Portal provides a sneak peek at solar propulsion system

BOTHELL, Wash. — From the outside, Portal Space Systems’ headquarters looks like a standard-issue office space in a Bothell business park. But inside, the Portal team is working to harness the heat of the sun, to speed up how spacecraft get around.

“Think about it as finally bringing what you see in Star Trek into reality in orbit, to actually move spacecraft the way Hollywood had originally intended,” Jeff Thornburg, Portal’s CEO and co-founder, said at today’s ribbon-cutting ceremony for the 8,000-square-foot development lab and HQ.

The hardware that’s spread across Portal’s lab tells you that the four-year-old venture is no typical business-park tenant: In one corner, there’s a gleaming vacuum chamber where components for Portal’s solar thermal propulsion system are being tested. In another corner, a 3D printer stands ready to turn out the parts for subscale test models of the system’s heat-exchanger thruster.

Portal plans to build the system into its Supernova satellite platform. Supernova is designed to use foldable mirrors to focus the sun’s rays onto a heat exchanger. When ammonia passes through the heat exchanger, it rapidly builds up pressure and produces thrust.

Thornburg said the system provides several advantages over traditional rocket thrusters. For example, there’s no need for oxidizers or hard-to-handle cryogenic fuels. “We’re not burning anything,” Thornburg said. “We’re just concentrating the solar energy.”

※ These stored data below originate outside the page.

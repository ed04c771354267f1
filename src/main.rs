//! Site-Audit main entry point
//!
//! This is the command-line interface for the Site-Audit SEO auditor.

use anyhow::Context;
use clap::Parser;
use site_audit::config::{load_options_builder, options_fingerprint, AuditOptions};
use site_audit::output::{write_reports, OutputError, SCREENSHOT_DIR};
use site_audit::url::{resolve, TargetGuard};
use site_audit::{run_with_cancellation, AuditResult};
use std::path::{Path, PathBuf};
use std::process::ExitCode;
use tokio_util::sync::CancellationToken;
use tracing_subscriber::EnvFilter;

/// Site-Audit: a bounded-crawl SEO auditor
///
/// Site-Audit crawls one site breadth-first within a page budget, runs
/// technical, content, on-page, schema, performance, image and AI-readiness
/// checks, and writes a full report, an action plan and a JSON summary.
#[derive(Parser, Debug)]
#[command(name = "site-audit")]
#[command(version)]
#[command(about = "A bounded-crawl SEO auditor", long_about = None)]
struct Cli {
    /// Start URL of the site to audit
    #[arg(value_name = "URL")]
    url: String,

    /// Directory the reports are written to
    #[arg(short, long, value_name = "DIR", default_value = "seo-audit")]
    output: PathBuf,

    /// Path to TOML options file
    #[arg(short, long, value_name = "CONFIG")]
    config: Option<PathBuf>,

    /// Page budget (values above 500 are clamped)
    #[arg(long, value_name = "N")]
    max_pages: Option<usize>,

    /// Per-request timeout in seconds
    #[arg(long, value_name = "S")]
    timeout: Option<u64>,

    /// Concurrent fetch slots
    #[arg(long, value_name = "N")]
    concurrency: Option<usize>,

    /// Delay between requests of one slot, in seconds
    #[arg(long, value_name = "S")]
    delay: Option<f64>,

    /// Maximum link distance from the start URL
    #[arg(long, value_name = "N")]
    max_depth: Option<u32>,

    /// Take headless-browser screenshots
    #[arg(long)]
    visual: bool,

    /// Treat subdomains of the start host as part of the site
    #[arg(long)]
    include_subdomains: bool,

    /// PageSpeed Insights API key for performance scoring
    #[arg(long, value_name = "KEY", env = "PAGESPEED_API_KEY", hide_env_values = true)]
    pagespeed_key: Option<String>,

    /// Validate options and the target URL without crawling
    #[arg(long)]
    dry_run: bool,

    /// Increase logging verbosity (-v, -vv, -vvv)
    #[arg(short, long, action = clap::ArgAction::Count)]
    verbose: u8,

    /// Suppress non-error output
    #[arg(short, long, conflicts_with = "verbose")]
    quiet: bool,
}

#[tokio::main]
async fn main() -> ExitCode {
    let cli = Cli::parse();

    // Setup logging based on verbosity
    setup_logging(cli.verbose, cli.quiet);

    match run(cli).await {
        Ok(()) => ExitCode::SUCCESS,
        Err(e) => {
            tracing::error!("{:#}", e);
            exit_code(&e)
        }
    }
}

/// Report write failures exit with 1, everything else that stops a run with 2
fn exit_code(err: &anyhow::Error) -> ExitCode {
    if err.downcast_ref::<OutputError>().is_some() {
        ExitCode::from(1)
    } else {
        ExitCode::from(2)
    }
}

/// Sets up the logging/tracing subscriber based on verbosity level
fn setup_logging(verbose: u8, quiet: bool) {
    let filter = if quiet {
        // Only show errors
        EnvFilter::new("error")
    } else {
        match verbose {
            0 => EnvFilter::new("site_audit=info,warn"),
            1 => EnvFilter::new("site_audit=debug,info"),
            2 => EnvFilter::new("site_audit=trace,debug"),
            _ => EnvFilter::new("trace"),
        }
    };

    tracing_subscriber::fmt()
        .with_env_filter(filter)
        .with_target(false)
        .with_thread_ids(false)
        .with_file(false)
        .init();
}

async fn run(cli: Cli) -> anyhow::Result<()> {
    let options = build_options(&cli)?;
    tracing::info!("Options fingerprint: {}", options_fingerprint(&options));

    if cli.dry_run {
        return handle_dry_run(&cli, &options).await;
    }

    let cancel = CancellationToken::new();
    let on_interrupt = cancel.clone();
    tokio::spawn(async move {
        if tokio::signal::ctrl_c().await.is_ok() {
            tracing::warn!("Interrupted, finishing in-flight requests");
            on_interrupt.cancel();
        }
    });

    let result = run_with_cancellation(&cli.url, &options, cancel)
        .await
        .with_context(|| format!("Audit of {} failed", cli.url))?;

    write_reports(&result, &cli.output)
        .with_context(|| format!("Failed to write reports to {}", cli.output.display()))?;
    print_summary(&result, &cli.output);
    Ok(())
}

/// Layers the options file (if any) and command-line flags, then validates
fn build_options(cli: &Cli) -> anyhow::Result<AuditOptions> {
    let mut builder = match &cli.config {
        Some(path) => {
            tracing::info!("Loading options from: {}", path.display());
            load_options_builder(path)
                .with_context(|| format!("Failed to load {}", path.display()))?
        }
        None => AuditOptions::builder(),
    };

    if let Some(v) = cli.max_pages {
        builder = builder.max_pages(v);
    }
    if let Some(v) = cli.timeout {
        builder = builder.timeout_seconds(v);
    }
    if let Some(v) = cli.concurrency {
        builder = builder.concurrency(v);
    }
    if let Some(v) = cli.delay {
        builder = builder.request_delay_seconds(v);
    }
    if let Some(v) = cli.max_depth {
        builder = builder.max_depth(v);
    }
    if cli.visual {
        builder = builder.include_visual(true);
    }
    if cli.include_subdomains {
        builder = builder.include_subdomains(true);
    }
    if cli.pagespeed_key.is_some() {
        builder = builder.pagespeed_api_key(cli.pagespeed_key.clone());
    }

    let mut options = builder.build().context("Invalid options")?;
    if options.include_visual && options.screenshot_dir.is_none() {
        options.screenshot_dir = Some(cli.output.join(SCREENSHOT_DIR));
    }
    Ok(options)
}

/// Handles the --dry-run mode: validates the target and shows the options
async fn handle_dry_run(cli: &Cli, options: &AuditOptions) -> anyhow::Result<()> {
    let guard = TargetGuard::new(options.allow_private_targets);
    let scope = resolve(&cli.url, &guard, options.include_subdomains)
        .await
        .with_context(|| format!("Invalid target {}", cli.url))?;

    println!("=== Site-Audit Dry Run ===\n");

    println!("Target:");
    println!("  Start URL: {}", scope.start());
    println!("  Domain: {}", scope.canonical_domain());
    println!("  Subdomains included: {}", scope.includes_subdomains());

    println!("\nCrawl:");
    println!("  Max pages: {}", options.max_pages);
    println!("  Max depth: {}", options.max_depth);
    println!("  Concurrency: {}", options.concurrency);
    println!("  Request delay: {}s", options.request_delay_seconds);
    println!("  Timeout: {}s", options.timeout_seconds);
    println!("  Max redirects: {}", options.max_redirects);
    println!("  Failure threshold: {}", options.failure_threshold);
    println!("  Retry attempts: {}", options.retry_attempts);
    println!("  User agent: {}", options.user_agent.header_value());

    println!("\nChecks:");
    println!(
        "  Performance: {}",
        if options.pagespeed_api_key.is_some() {
            "PageSpeed Insights"
        } else {
            "not measured (no API key)"
        }
    );
    match (options.include_visual, &options.screenshot_dir) {
        (true, Some(dir)) => println!("  Visual: screenshots to {}", dir.display()),
        _ => println!("  Visual: off"),
    }

    println!("\nOutput: {}", cli.output.display());
    println!("\n✓ Options are valid");
    println!("✓ Would audit {} within {} pages", scope.start(), options.max_pages);

    Ok(())
}

fn print_summary(result: &AuditResult, output: &Path) {
    let card = &result.scorecard;
    println!("\n=== Site-Audit: {} ===\n", result.target);
    println!(
        "Overall score: {:.1}/100 ({}, grade {})",
        card.overall, card.band, card.grade
    );
    for entry in &card.categories {
        match entry.score.value() {
            Some(score) => println!("  {:<26} {:>5.1}", entry.category.label(), score),
            None => println!("  {:<26} Not Measured", entry.category.label()),
        }
    }
    println!(
        "\nPages: {} visited, {} failed ({})",
        result.stats.pages_visited, result.stats.pages_failed, result.stats.state
    );
    println!("Findings: {}", result.findings.len());
    println!("Reports: {}", output.display());
}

The biggest advantage is that Supernova should be able to push itself and its attached payload into different orbits much more quickly than your typical spacecraft. “It has the ability to maneuver like nothing else that exists in orbit, which means it can go from low Earth orbit or medium Earth orbit to geostationary orbits within hours or a day,” Thornburg said. “Or it can move from one orbit to another quickly to accomplish a commercial or a defense mission with speeds that typically take weeks and months.”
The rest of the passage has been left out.